Wall Street Journal Reports Increased Scrutiny of Pandemic Disclosures
March 13, 2021
About a third of S&P 500 companies included the financial impact of the pandemic in their December quarter-end earnings, according to a recent report by the Wall Street Journal. This included reduced revenues, restructuring costs and impaired assets as well as some savings with regard to travel, real estate and other pandemic-related items.
However, the article continues, the SEC will be paying close attention to non-GAAP adjustments made by companies with regard to pandemic costs, especially where those costs are recurring multiple quarters in a row or used to adjust revenue in a “misleading” way. The article quotes Credit Roundtable vice chair David Knutson as stating “companies should be used to operating under Covid-19 by now” and notes that the SEC has questioned companies that claim credit losses are due to Covid-19 (rather than other non-pandemic causes) without sufficient rationale.

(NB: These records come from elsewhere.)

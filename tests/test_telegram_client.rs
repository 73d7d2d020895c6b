//! Integration tests for the Telegram Bot API client
//!
//! Tests behavioral contracts against a mock Bot API:
//! - sendMessage request shape
//! - setWebhook / deleteWebhook registration
//! - API error envelopes, unparseable bodies and network failures
//! - the bot token never appears in error text

use std::time::Duration;
use teamsheet_bot::chat::{ChatClient, ChatError, TelegramClient, TelegramConfig};
use wiremock::matchers::{body_json, body_partial_json, method, path};
use wiremock::{Mock, MockServer, ResponseTemplate};

const TOKEN: &str = "123456:test-token";

fn test_client(base_url: &str) -> TelegramClient {
    TelegramClient::new(TelegramConfig {
        bot_token: TOKEN.to_string(),
        base_url: base_url.to_string(),
        timeout: Duration::from_secs(5),
    })
    .unwrap()
}

#[tokio::test]
async fn test_send_message_posts_chat_id_and_text() {
    let mock_server = MockServer::start().await;

    Mock::given(method("POST"))
        .and(path(format!("/bot{TOKEN}/sendMessage")))
        .and(body_json(serde_json::json!({
            "chat_id": -1001234567890i64,
            "text": "✅ Recorded cumulative vol 1500 for Khoa Dao."
        })))
        .respond_with(ResponseTemplate::new(200).set_body_json(serde_json::json!({
            "ok": true,
            "result": {
                "message_id": 99,
                "chat": {"id": -1001234567890i64, "type": "supergroup"},
                "date": 1717000000,
                "text": "✅ Recorded cumulative vol 1500 for Khoa Dao."
            }
        })))
        .expect(1)
        .mount(&mock_server)
        .await;

    let client = test_client(&mock_server.uri());
    client
        .send_message(-1001234567890, "✅ Recorded cumulative vol 1500 for Khoa Dao.")
        .await
        .unwrap();
}

#[tokio::test]
async fn test_send_message_returns_api_error_from_envelope() {
    let mock_server = MockServer::start().await;

    Mock::given(method("POST"))
        .and(path(format!("/bot{TOKEN}/sendMessage")))
        .respond_with(ResponseTemplate::new(403).set_body_json(serde_json::json!({
            "ok": false,
            "error_code": 403,
            "description": "Forbidden: bot was kicked from the supergroup chat"
        })))
        .mount(&mock_server)
        .await;

    let client = test_client(&mock_server.uri());
    let err = client.send_message(42, "hello").await.unwrap_err();

    match err {
        ChatError::ApiError(message) => {
            assert!(message.contains("403"));
            assert!(message.contains("bot was kicked"));
        }
        other => panic!("unexpected error: {other:?}"),
    }
}

#[tokio::test]
async fn test_unparseable_body_is_invalid_response() {
    let mock_server = MockServer::start().await;

    Mock::given(method("POST"))
        .and(path(format!("/bot{TOKEN}/sendMessage")))
        .respond_with(ResponseTemplate::new(502).set_body_string("<html>Bad Gateway</html>"))
        .mount(&mock_server)
        .await;

    let client = test_client(&mock_server.uri());
    let err = client.send_message(42, "hello").await.unwrap_err();

    assert!(matches!(err, ChatError::InvalidResponse(_)));
}

#[tokio::test]
async fn test_network_error_does_not_leak_token() {
    // nothing listens on port 1
    let client = test_client("http://127.0.0.1:1");
    let err = client.send_message(42, "hello").await.unwrap_err();

    assert!(matches!(err, ChatError::NetworkError(_)));
    assert!(!err.to_string().contains("test-token"));
}

#[tokio::test]
async fn test_get_me_and_health_check() {
    let mock_server = MockServer::start().await;

    Mock::given(method("POST"))
        .and(path(format!("/bot{TOKEN}/getMe")))
        .respond_with(ResponseTemplate::new(200).set_body_json(serde_json::json!({
            "ok": true,
            "result": {
                "id": 123456,
                "is_bot": true,
                "first_name": "Team KPI",
                "username": "team_kpi_bot"
            }
        })))
        .mount(&mock_server)
        .await;

    let client = test_client(&mock_server.uri());
    let me = client.get_me().await.unwrap();

    assert_eq!(me.id, 123456);
    assert!(me.is_bot);
    assert_eq!(me.username.as_deref(), Some("team_kpi_bot"));
    assert!(client.health_check().await.is_ok());
}

#[tokio::test]
async fn test_set_webhook_sends_url_and_secret() {
    let mock_server = MockServer::start().await;

    Mock::given(method("POST"))
        .and(path(format!("/bot{TOKEN}/setWebhook")))
        .and(body_partial_json(serde_json::json!({
            "url": "https://bot.example.com/webhook",
            "secret_token": "s3cret",
            "allowed_updates": ["message"]
        })))
        .respond_with(ResponseTemplate::new(200).set_body_json(serde_json::json!({
            "ok": true,
            "result": true,
            "description": "Webhook was set"
        })))
        .expect(1)
        .mount(&mock_server)
        .await;

    let client = test_client(&mock_server.uri());
    client
        .set_webhook("https://bot.example.com/webhook", Some("s3cret"))
        .await
        .unwrap();
}

#[tokio::test]
async fn test_set_webhook_rejected() {
    let mock_server = MockServer::start().await;

    Mock::given(method("POST"))
        .and(path(format!("/bot{TOKEN}/setWebhook")))
        .respond_with(ResponseTemplate::new(400).set_body_json(serde_json::json!({
            "ok": false,
            "error_code": 400,
            "description": "Bad Request: bad webhook: HTTPS url must be provided for webhook"
        })))
        .mount(&mock_server)
        .await;

    let client = test_client(&mock_server.uri());
    let err = client
        .set_webhook("http://insecure.example.com/webhook", None)
        .await
        .unwrap_err();

    assert!(err.to_string().contains("HTTPS url must be provided"));
}

#[tokio::test]
async fn test_delete_webhook() {
    let mock_server = MockServer::start().await;

    Mock::given(method("POST"))
        .and(path(format!("/bot{TOKEN}/deleteWebhook")))
        .respond_with(ResponseTemplate::new(200).set_body_json(serde_json::json!({
            "ok": true,
            "result": true,
            "description": "Webhook was deleted"
        })))
        .expect(1)
        .mount(&mock_server)
        .await;

    let client = test_client(&mock_server.uri());
    client.delete_webhook().await.unwrap();
}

Other adjustments that have come under scrutiny include excluding expenses without specifying what they were and adjusting operating income for pandemic-related impairment charges without also adjusting for the benefit of federal tax credits. The SEC made a statement in December of 2020 that its Division of Enforcement would be stepping up scrutiny of pandemic disclosures to ensure companies “speak accurately” regarding the impact of the coronavirus on business operations.